| Problem |
The expected answer is a copy of every line in the listing that has the word "IdentitySummary".

*** Input records ***

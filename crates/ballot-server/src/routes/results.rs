//! Election result handlers. Public.

use std::collections::HashMap;

use axum::{
    Json,
    extract::{Path, State},
};
use serde::Serialize;
use serde_json::{Value, json};

use ballot_auth::AuthError;
use ballot_core::Candidate;

use crate::state::AppState;

/// Per-candidate tally line.
#[derive(Debug, Serialize, PartialEq)]
pub(crate) struct CandidateTally {
    pub id: i64,
    pub name: String,
    pub votes: u64,
    /// Share of all recorded votes, two decimals with a trailing `%`.
    pub percentage: String,
}

/// `GET /results/all` — the full tally, sorted by candidate name.
pub(crate) async fn all(State(state): State<AppState>) -> Result<Json<Value>, AuthError> {
    let candidates = state.candidates.list_all().await?;
    let counts = vote_counts(&state).await?;
    let total: u64 = counts.values().sum();

    let mut results: Vec<CandidateTally> = candidates
        .into_iter()
        .map(|c| tally_line(&c, &counts, total))
        .collect();
    results.sort_by(|a, b| a.name.cmp(&b.name));

    Ok(Json(json!({ "total_votes": total, "results": results })))
}

/// `GET /results/candidate/{id}` — the tally for one candidate.
pub(crate) async fn for_candidate(
    State(state): State<AppState>,
    Path(id): Path<i64>,
) -> Result<Json<CandidateTally>, AuthError> {
    let candidate = state
        .candidates
        .find_by_id(id)
        .await?
        .ok_or_else(|| AuthError::not_found("Candidate not found"))?;

    let counts = vote_counts(&state).await?;
    let total: u64 = counts.values().sum();
    Ok(Json(tally_line(&candidate, &counts, total)))
}

/// Counts recorded votes per candidate id.
///
/// Votes referencing candidates that have since been deleted still count
/// toward the total; they just have no line to appear on.
async fn vote_counts(state: &AppState) -> Result<HashMap<i64, u64>, AuthError> {
    let voters = state.auth.users.find_voters().await?;
    let mut counts: HashMap<i64, u64> = HashMap::new();
    for voter in voters {
        if let Some(candidate_id) = voter.candidate_voted_id {
            *counts.entry(candidate_id).or_default() += 1;
        }
    }
    Ok(counts)
}

fn tally_line(candidate: &Candidate, counts: &HashMap<i64, u64>, total: u64) -> CandidateTally {
    let votes = counts.get(&candidate.id).copied().unwrap_or(0);
    CandidateTally {
        id: candidate.id,
        name: candidate.name.clone(),
        votes,
        percentage: percentage(votes, total),
    }
}

fn percentage(votes: u64, total: u64) -> String {
    if total == 0 {
        return "0.00%".to_string();
    }
    format!("{:.2}%", votes as f64 / total as f64 * 100.0)
}
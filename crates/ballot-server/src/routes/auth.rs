//! Registration, login and logout handlers.

use axum::{Json, extract::State};
use serde::Deserialize;
use serde_json::{Value, json};

use ballot_auth::middleware::SessionAuth;
use ballot_auth::{AuthError, password, validation};
use ballot_core::{NewUser, Role};

use crate::state::AppState;

/// Highest fingerprint slot on the enrollment sensor.
const MAX_FINGERPRINT_ID: i64 = 161;

#[derive(Debug, Deserialize)]
pub(crate) struct RegisterRequest {
    username: String,
    password: String,
    fingerprint_id: i64,
    sensor_id: i64,
}

#[derive(Debug, Deserialize)]
pub(crate) struct LoginRequest {
    username: String,
    password: String,
}

/// `POST /register` — creates a voter account.
///
/// Every account created here is an ordinary voter; administrators are
/// seeded out of band.
pub(crate) async fn register(
    State(state): State<AppState>,
    Json(req): Json<RegisterRequest>,
) -> Result<Json<Value>, AuthError> {
    if !validation::username_is_valid(&req.username) {
        return Err(AuthError::invalid_request(
            "Username must be 4-20 characters (letters, digits, '_', '-') and must not start with a digit or underscore.",
        ));
    }
    if !validation::password_is_valid(&req.password) {
        return Err(AuthError::invalid_request(
            "Password must be 8-20 characters with at least one uppercase letter, one lowercase letter, one digit and one special character.",
        ));
    }
    if !(0..=MAX_FINGERPRINT_ID).contains(&req.fingerprint_id) {
        return Err(AuthError::invalid_request(
            "Fingerprint id must be between 0 and 161.",
        ));
    }
    if req.sensor_id < 0 {
        return Err(AuthError::invalid_request("Sensor id must not be negative."));
    }

    let password_hash = password::hash_password(&req.password)
        .map_err(|e| AuthError::internal(format!("password hashing failed: {e}")))?;

    let user = state
        .auth
        .users
        .create(NewUser {
            username: req.username,
            password_hash,
            role: Role::Voter,
            fingerprint_id: req.fingerprint_id,
            sensor_id: req.sensor_id,
        })
        .await?;

    tracing::info!(user_id = user.id, username = %user.username, "user registered");
    Ok(Json(json!({
        "message": "Registration successful.",
        "user": user,
    })))
}

/// `POST /login` — verifies credentials and returns a session token.
pub(crate) async fn login(
    State(state): State<AppState>,
    Json(req): Json<LoginRequest>,
) -> Result<Json<Value>, AuthError> {
    let issued = state
        .auth
        .tokens
        .issue(state.auth.users.as_ref(), &req.username, &req.password)
        .await?;

    Ok(Json(json!({ "token": issued.token })))
}

/// `POST /logout` — revokes the presented token until its natural expiry.
///
/// The gate has already validated the token, so the revocation entry is
/// built from the session context directly. Logging out twice succeeds;
/// `revoke` is idempotent.
pub(crate) async fn logout(
    State(state): State<AppState>,
    SessionAuth(session): SessionAuth,
) -> Result<Json<Value>, AuthError> {
    let expires_at = session.claims.expires_at()?;
    state
        .auth
        .revocations
        .revoke(&session.token, expires_at)
        .await?;

    tracing::info!(user_id = session.user_id(), "session revoked");
    Ok(Json(json!({ "message": "Logout successful." })))
}
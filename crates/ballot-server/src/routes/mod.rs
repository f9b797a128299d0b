//! HTTP routes.
//!
//! Three tiers: public (register, login, results), ordinary-gated (logout,
//! user and candidate reads, voting) and admin-gated (candidate management).
//! The gates are the `SessionAuth`/`AdminAuth` extractors in handler
//! signatures; there is no separate middleware layer to keep in sync with
//! the route table.

mod auth;
mod candidates;
mod results;
mod users;

use axum::{
    Router,
    routing::{get, post, put},
};
use tower_http::trace::TraceLayer;

use crate::state::AppState;

/// Builds the full application router.
pub fn router(state: AppState) -> Router {
    Router::new()
        // Public
        .route("/register", post(auth::register))
        .route("/login", post(auth::login))
        .route("/results/all", get(results::all))
        .route("/results/candidate/{id}", get(results::for_candidate))
        // Ordinary-gated
        .route("/logout", post(auth::logout))
        .route("/user/{id}", get(users::get_user))
        .route("/user/{id}/vote", get(users::get_user_vote))
        .route("/user/vote", post(users::vote))
        .route("/candidate/all", get(candidates::list))
        // Admin-gated (same paths, different extractors)
        .route("/candidate", post(candidates::create))
        .route(
            "/candidate/{id}",
            get(candidates::get_candidate)
                .put(candidates::update)
                .delete(candidates::delete),
        )
        .route("/candidate/{id}/image", put(candidates::upload_image))
        .layer(TraceLayer::new_for_http())
        .with_state(state)
}
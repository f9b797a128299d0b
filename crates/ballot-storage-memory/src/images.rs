//! In-memory image store.

use std::collections::HashMap;

use async_trait::async_trait;
use tokio::sync::RwLock;

use ballot_core::{ImageStore, StorageResult};

/// Stored object: bytes plus content type.
#[derive(Debug, Clone)]
struct StoredImage {
    bytes: Vec<u8>,
    content_type: String,
}

/// In-memory stand-in for an object store.
///
/// URLs are synthesized under a fixed base so handlers can round-trip them;
/// nothing actually serves the bytes.
#[derive(Default)]
pub struct InMemoryImageStore {
    objects: RwLock<HashMap<String, StoredImage>>,
}

impl InMemoryImageStore {
    /// Creates an empty store.
    #[must_use]
    pub fn new() -> Self {
        Self::default()
    }

    /// Returns the stored bytes and content type for a key, if present.
    pub async fn get(&self, key: &str) -> Option<(Vec<u8>, String)> {
        self.objects
            .read()
            .await
            .get(key)
            .map(|o| (o.bytes.clone(), o.content_type.clone()))
    }
}

#[async_trait]
impl ImageStore for InMemoryImageStore {
    async fn put(&self, key: &str, bytes: Vec<u8>, content_type: &str) -> StorageResult<String> {
        self.objects.write().await.insert(
            key.to_string(),
            StoredImage {
                bytes,
                content_type: content_type.to_string(),
            },
        );
        Ok(format!("memory://images/{key}"))
    }

    async fn delete(&self, key: &str) -> StorageResult<()> {
        self.objects.write().await.remove(key);
        Ok(())
    }
}

#[cfg(test)]
mod tests {
    use super::*;

    #[tokio::test]
    async fn test_put_get_delete() {
        let store = InMemoryImageStore::new();

        let url = store
            .put("candidates/1.png", vec![0x89, 0x50], "image/png")
            .await
            .unwrap();
        assert_eq!(url, "memory://images/candidates/1.png");

        let (bytes, content_type) = store.get("candidates/1.png").await.unwrap();
        assert_eq!(bytes, vec![0x89, 0x50]);
        assert_eq!(content_type, "image/png");

        store.delete("candidates/1.png").await.unwrap();
        assert!(store.get("candidates/1.png").await.is_none());
    }

    #[tokio::test]
    async fn test_delete_absent_key_is_noop() {
        let store = InMemoryImageStore::new();
        store.delete("never-stored").await.unwrap();
    }

    #[tokio::test]
    async fn test_put_overwrites() {
        let store = InMemoryImageStore::new();
        store
            .put("k", vec![1], "image/png")
            .await
            .unwrap();
        store
            .put("k", vec![2, 3], "image/jpeg")
            .await
            .unwrap();

        let (bytes, content_type) = store.get("k").await.unwrap();
        assert_eq!(bytes, vec![2, 3]);
        assert_eq!(content_type, "image/jpeg");
    }
}
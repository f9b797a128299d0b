//! Session token issuance and decoding.
//!
//! Tokens are compact JWTs signed with HS256 using a server-held secret.
//! They embed the subject's id, username and role, plus issued-at/expires-at
//! timestamps; the default lifetime is one hour from issuance.
//!
//! [`TokenService::decode`] verifies signature and structure only. Expiry and
//! revocation are checked by the session validator in
//! [`crate::middleware`] — kept separate so callers that need raw claims
//! (logout builds its revocation entry from the embedded expiry) do not pay
//! for the full validation pipeline twice.

use std::time::Duration;

use jsonwebtoken::{Algorithm, DecodingKey, EncodingKey, Header, Validation, decode, encode};
use serde::{Deserialize, Serialize};
use time::OffsetDateTime;

use ballot_core::{Role, User, UserStorage};

use crate::{AuthError, AuthResult};

/// Default session lifetime: one hour from issuance.
pub const DEFAULT_TOKEN_LIFETIME: Duration = Duration::from_secs(3600);

// =============================================================================
// Claims
// =============================================================================

/// Claim set embedded in a session token.
#[derive(Debug, Clone, Serialize, Deserialize, PartialEq)]
pub struct SessionClaims {
    /// Subject: the user's numeric id.
    pub sub: i64,

    /// Username at issuance.
    pub username: String,

    /// Role at issuance. The admin gate re-checks the live record instead of
    /// trusting this frozen claim.
    pub role: Role,

    /// Unique token id; two logins for the same account yield two distinct
    /// tokens even within the same second.
    pub jti: String,

    /// Issued at (Unix timestamp).
    pub iat: i64,

    /// Expiration time (Unix timestamp).
    pub exp: i64,
}

impl SessionClaims {
    /// Returns `true` if the embedded expiry is before `now`.
    #[must_use]
    pub fn is_expired(&self, now: OffsetDateTime) -> bool {
        self.exp < now.unix_timestamp()
    }

    /// Returns the embedded expiry as an `OffsetDateTime`.
    ///
    /// # Errors
    ///
    /// Returns an error if the timestamp is out of the representable range,
    /// which cannot happen for a token this service issued.
    pub fn expires_at(&self) -> AuthResult<OffsetDateTime> {
        OffsetDateTime::from_unix_timestamp(self.exp)
            .map_err(|e| AuthError::internal(format!("invalid expiry timestamp: {e}")))
    }
}

/// A freshly issued token together with the claims that were signed into it.
#[derive(Debug, Clone)]
pub struct IssuedToken {
    /// The signed compact token.
    pub token: String,
    /// The claims embedded in it.
    pub claims: SessionClaims,
}

// =============================================================================
// Token Service
// =============================================================================

/// Issues and decodes session tokens.
///
/// Constructed once at startup from the process-wide signing secret; absence
/// of the secret is a fatal startup condition handled by configuration
/// loading, not by this type. Thread-safe and shared across request tasks.
pub struct TokenService {
    encoding_key: EncodingKey,
    decoding_key: DecodingKey,
    lifetime: Duration,
}

impl TokenService {
    /// Creates a new token service from the signing secret.
    #[must_use]
    pub fn new(secret: &str, lifetime: Duration) -> Self {
        Self {
            encoding_key: EncodingKey::from_secret(secret.as_bytes()),
            decoding_key: DecodingKey::from_secret(secret.as_bytes()),
            lifetime,
        }
    }

    /// Creates a token service with the default one-hour lifetime.
    #[must_use]
    pub fn with_default_lifetime(secret: &str) -> Self {
        Self::new(secret, DEFAULT_TOKEN_LIFETIME)
    }

    /// Returns the configured session lifetime.
    #[must_use]
    pub fn lifetime(&self) -> Duration {
        self.lifetime
    }

    /// Verifies credentials and mints a session token.
    ///
    /// Stateless: the only side effect is the credential-store lookup.
    ///
    /// # Errors
    ///
    /// - [`AuthError::NotFound`] if no user has this username
    /// - [`AuthError::IntegrityViolation`] if more than one record matches
    ///   (usernames must be unique; this is surfaced, never silently picked)
    /// - [`AuthError::InvalidCredentials`] if the password does not match
    /// - [`AuthError::StoreUnavailable`] if the lookup fails
    pub async fn issue(
        &self,
        users: &dyn UserStorage,
        username: &str,
        password: &str,
    ) -> AuthResult<IssuedToken> {
        let matches = users.find_by_username(username).await?;
        let user = match matches.as_slice() {
            [] => {
                tracing::debug!(username = %username, "login for unknown username");
                return Err(AuthError::not_found("Username not found"));
            }
            [user] => user,
            _ => {
                tracing::error!(
                    username = %username,
                    count = matches.len(),
                    "duplicate user records for a unique username"
                );
                return Err(AuthError::integrity_violation(username));
            }
        };

        let password_matches = crate::password::verify_password(password, &user.password_hash)
            .map_err(|e| AuthError::internal(format!("stored password hash unreadable: {e}")))?;
        if !password_matches {
            tracing::debug!(username = %username, "login with incorrect password");
            return Err(AuthError::InvalidCredentials);
        }

        let issued = self.issue_for_user(user)?;
        tracing::info!(username = %username, user_id = user.id, "session token issued");
        Ok(issued)
    }

    /// Mints a session token for an already-verified user.
    ///
    /// # Errors
    ///
    /// Returns an error if signing fails.
    pub fn issue_for_user(&self, user: &User) -> AuthResult<IssuedToken> {
        let iat = OffsetDateTime::now_utc().unix_timestamp();
        // A lifetime beyond i64 seconds saturates rather than wrapping into
        // a past expiry.
        let lifetime_secs = i64::try_from(self.lifetime.as_secs()).unwrap_or(i64::MAX);
        let claims = SessionClaims {
            sub: user.id,
            username: user.username.clone(),
            role: user.role,
            jti: uuid::Uuid::new_v4().to_string(),
            iat,
            exp: iat.saturating_add(lifetime_secs),
        };
        let token = self.encode(&claims)?;
        Ok(IssuedToken { token, claims })
    }

    /// Signs a claim set into a compact token.
    ///
    /// # Errors
    ///
    /// Returns an error if signing fails.
    pub fn encode(&self, claims: &SessionClaims) -> AuthResult<String> {
        encode(&Header::new(Algorithm::HS256), claims, &self.encoding_key)
            .map_err(|e| AuthError::internal(format!("failed to sign token: {e}")))
    }

    /// Decodes a token, verifying signature and structure only.
    ///
    /// Expiry and revocation are deliberately not checked here; that is the
    /// session validator's job.
    ///
    /// # Errors
    ///
    /// Returns [`AuthError::Malformed`] if the token cannot be parsed or its
    /// signature does not verify.
    pub fn decode(&self, token: &str) -> AuthResult<SessionClaims> {
        let mut validation = Validation::new(Algorithm::HS256);
        validation.validate_exp = false;

        decode::<SessionClaims>(token, &self.decoding_key, &validation)
            .map(|data| data.claims)
            .map_err(|e| {
                tracing::debug!(error = %e, "failed to decode session token");
                AuthError::Malformed
            })
    }
}

// =============================================================================
// Tests
// =============================================================================
//! In-memory revocation store.

use std::collections::HashMap;

use async_trait::async_trait;
use time::OffsetDateTime;
use tokio::sync::RwLock;

use ballot_core::{RevocationStore, StorageResult};

/// In-memory deny-list of revoked session tokens.
///
/// Maps the token exactly as issued to the expiry that was signed into it.
#[derive(Default)]
pub struct InMemoryRevocationStore {
    entries: RwLock<HashMap<String, OffsetDateTime>>,
}

impl InMemoryRevocationStore {
    /// Creates an empty store.
    #[must_use]
    pub fn new() -> Self {
        Self::default()
    }

    /// Number of stored entries, stale ones included.
    pub async fn len(&self) -> usize {
        self.entries.read().await.len()
    }

    /// Returns `true` if no entries are stored.
    pub async fn is_empty(&self) -> bool {
        self.entries.read().await.is_empty()
    }
}

#[async_trait]
impl RevocationStore for InMemoryRevocationStore {
    async fn revoke(&self, token: &str, expires_at: OffsetDateTime) -> StorageResult<()> {
        // Insert overwrites, which is what makes a repeated logout a no-op:
        // the same token always carries the same embedded expiry.
        self.entries
            .write()
            .await
            .insert(token.to_string(), expires_at);
        Ok(())
    }

    async fn is_revoked(&self, token: &str) -> StorageResult<bool> {
        let now = OffsetDateTime::now_utc();
        {
            let entries = self.entries.read().await;
            match entries.get(token) {
                None => return Ok(false),
                Some(expires_at) if *expires_at > now => return Ok(true),
                Some(_) => {}
            }
        }
        // Stale entry: the token is already dead through its embedded
        // expiry. Drop the entry opportunistically; the answer does not
        // depend on the delete happening.
        self.entries.write().await.remove(token);
        Ok(false)
    }

    async fn sweep_expired(&self) -> StorageResult<u64> {
        let now = OffsetDateTime::now_utc();
        let mut entries = self.entries.write().await;
        let before = entries.len();
        entries.retain(|_, expires_at| *expires_at > now);
        Ok((before - entries.len()) as u64)
    }
}

#[cfg(test)]
mod tests {
    use super::*;

    #[tokio::test]
    async fn test_revoke_and_check() {
        let store = InMemoryRevocationStore::new();
        let expiry = OffsetDateTime::now_utc() + time::Duration::hours(1);

        assert!(!store.is_revoked("token-a").await.unwrap());
        store.revoke("token-a", expiry).await.unwrap();
        assert!(store.is_revoked("token-a").await.unwrap());
        // Another token is unaffected.
        assert!(!store.is_revoked("token-b").await.unwrap());
    }

    #[tokio::test]
    async fn test_revoke_is_idempotent() {
        let store = InMemoryRevocationStore::new();
        let expiry = OffsetDateTime::now_utc() + time::Duration::hours(1);

        store.revoke("token-a", expiry).await.unwrap();
        store.revoke("token-a", expiry).await.unwrap();
        assert!(store.is_revoked("token-a").await.unwrap());
        assert_eq!(store.len().await, 1);
    }

    #[tokio::test]
    async fn test_stale_entry_reads_as_not_revoked() {
        let store = InMemoryRevocationStore::new();
        let past = OffsetDateTime::now_utc() - time::Duration::minutes(5);

        store.revoke("old-token", past).await.unwrap();
        assert!(!store.is_revoked("old-token").await.unwrap());
        // The lookup dropped the stale entry on the way out.
        assert!(store.is_empty().await);
    }

    #[tokio::test]
    async fn test_sweep_removes_exactly_the_expired() {
        let store = InMemoryRevocationStore::new();
        let now = OffsetDateTime::now_utc();

        store
            .revoke("stale-1", now - time::Duration::hours(2))
            .await
            .unwrap();
        store
            .revoke("stale-2", now - time::Duration::seconds(1))
            .await
            .unwrap();
        store
            .revoke("live-1", now + time::Duration::hours(1))
            .await
            .unwrap();

        assert_eq!(store.sweep_expired().await.unwrap(), 2);
        assert_eq!(store.len().await, 1);
        assert!(store.is_revoked("live-1").await.unwrap());

        // Nothing left to sweep.
        assert_eq!(store.sweep_expired().await.unwrap(), 0);
    }
}
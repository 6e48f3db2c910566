use secrecy::{ExposeSecret, SecretString};

use crate::core::errors::{KeysealError, Result};
use crate::core::models::identity_summary::IdentitySummary;
use crate::core::models::user_id::UserId;
use crate::core::traits::engine::CryptoEngine;

/// Holds at most one identity and enforces its lifecycle.
///
/// The container is either empty or active. All identity fields live in
/// a single `ActiveIdentity` value, so a transition replaces the whole
/// state in one assignment and a failed transition leaves the previous
/// state exactly as it was.
///
/// Mutating operations take `&mut self`; callers sharing a container
/// across tasks should go through `SharedIdentity`.
pub struct IdentityContainer<E: CryptoEngine> {
    engine: E,
    active: Option<ActiveIdentity<E>>,
}

/// Every field of an active identity. Secret members have no accessor
/// outside the `services` module.
pub(super) struct ActiveIdentity<E: CryptoEngine> {
    pub(super) nickname: String,
    pub(super) email: String,
    pub(super) fingerprint: String,
    pub(super) public_key_armored: String,
    pub(super) private_key_armored: String,
    pub(super) public_key: E::PublicKey,
    pub(super) unlocked: E::UnlockedKey,
    pub(super) passphrase: SecretString,
}

impl<E: CryptoEngine> IdentityContainer<E> {
    /// Create an empty container backed by `engine`.
    pub fn new(engine: E) -> Self {
        Self {
            engine,
            active: None,
        }
    }

    pub fn engine(&self) -> &E {
        &self.engine
    }

    /// Generate a fresh keypair and make it the active identity.
    ///
    /// On any failure the container keeps whatever state it had before.
    pub fn originate(
        &mut self,
        display_name: &str,
        email: &str,
        passphrase: &SecretString,
    ) -> Result<()> {
        let state = self.prepare_originate(display_name, email, passphrase)?;
        self.bind(state, "identity originated");
        Ok(())
    }

    /// Everything `originate` does short of replacing the current state.
    pub(super) fn prepare_originate(
        &self,
        display_name: &str,
        email: &str,
        passphrase: &SecretString,
    ) -> Result<ActiveIdentity<E>> {
        if passphrase.expose_secret().is_empty() {
            return Err(KeysealError::EmptyPassphrase);
        }

        let user_id = UserId::new(display_name, email);
        if user_id.is_incomplete() {
            return Err(KeysealError::KeyGenerationFailed {
                reason: "display name and email must not be empty".into(),
            });
        }

        let keypair = self.engine.generate_keypair(&user_id, passphrase)?;
        let (public_key, private_key) = keypair.into_parts();
        self.derive_active(public_key, private_key, copy_secret(passphrase))
            .map_err(|e| KeysealError::KeyGenerationFailed {
                reason: format!("generated key pair does not load: {e}"),
            })
    }

    /// True iff the container is active and every field is non-empty.
    pub fn check_integrity(&self) -> bool {
        self.active.as_ref().is_some_and(|a| {
            !a.nickname.is_empty()
                && !a.email.is_empty()
                && !a.fingerprint.is_empty()
                && !a.public_key_armored.is_empty()
                && !a.private_key_armored.is_empty()
                && !a.passphrase.expose_secret().is_empty()
        })
    }

    /// Drop the active identity, if any. Secret strings are zeroized on drop.
    pub fn erase(&mut self) {
        if let Some(previous) = self.active.take() {
            tracing::debug!(fingerprint = %previous.fingerprint, "identity erased");
        }
    }

    pub fn is_active(&self) -> bool {
        self.active.is_some()
    }

    pub fn nickname(&self) -> Option<&str> {
        self.active.as_ref().map(|a| a.nickname.as_str())
    }

    pub fn email(&self) -> Option<&str> {
        self.active.as_ref().map(|a| a.email.as_str())
    }

    pub fn fingerprint(&self) -> Option<&str> {
        self.active.as_ref().map(|a| a.fingerprint.as_str())
    }

    pub fn public_key_armored(&self) -> Option<&str> {
        self.active.as_ref().map(|a| a.public_key_armored.as_str())
    }

    /// Owned snapshot of the public fields.
    pub fn summary(&self) -> Option<IdentitySummary> {
        self.active.as_ref().map(|a| IdentitySummary {
            nickname: a.nickname.clone(),
            email: a.email.clone(),
            fingerprint: a.fingerprint.clone(),
            public_key: a.public_key_armored.clone(),
        })
    }

    pub(super) fn require_active(&self) -> Result<&ActiveIdentity<E>> {
        self.active.as_ref().ok_or(KeysealError::IdentityNotActive)
    }

    pub(super) fn bind(&mut self, state: ActiveIdentity<E>, event: &'static str) {
        tracing::info!(
            fingerprint = %state.fingerprint,
            engine = self.engine.name(),
            "{event}"
        );
        self.active = Some(state);
    }

    /// Parse and unlock a key pair into a complete identity without touching
    /// the container. Display metadata is always re-derived from the public key.
    pub(super) fn derive_active(
        &self,
        public_key_armored: String,
        private_key_armored: String,
        passphrase: SecretString,
    ) -> Result<ActiveIdentity<E>> {
        let public_key = self.engine.parse_public_key(&public_key_armored)?;
        let private_key = self.engine.parse_private_key(&private_key_armored)?;
        let unlocked = self.engine.unlock_private_key(&private_key, &passphrase)?;

        if !self.engine.key_matches(&public_key, &unlocked) {
            return Err(KeysealError::InvalidKey {
                detail: "private key does not belong to the public key".into(),
            });
        }

        let user_id = self.engine.primary_user_id(&public_key)?;
        if user_id.is_incomplete() {
            return Err(KeysealError::MalformedContainer {
                detail: format!("key user id '{user_id}' has an empty name or email"),
            });
        }
        let fingerprint = self.engine.fingerprint(&public_key);

        Ok(ActiveIdentity {
            nickname: user_id.name,
            email: user_id.email,
            fingerprint,
            public_key_armored,
            private_key_armored,
            public_key,
            unlocked,
            passphrase,
        })
    }
}

impl<E: CryptoEngine> std::fmt::Debug for IdentityContainer<E> {
    fn fmt(&self, f: &mut std::fmt::Formatter<'_>) -> std::fmt::Result {
        f.debug_struct("IdentityContainer")
            .field("engine", &self.engine.name())
            .field("fingerprint", &self.fingerprint())
            .finish_non_exhaustive()
    }
}

/// Copy a passphrase into a new secret box.
pub(super) fn copy_secret(secret: &SecretString) -> SecretString {
    SecretString::from(secret.expose_secret().to_owned())
}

***

| Exercise answer |
use crate::core::models::identity_summary::IdentitySummary;
    pub fn summary(&self) -> Option<IdentitySummary> {
        self.active.as_ref().map(|a| IdentitySummary {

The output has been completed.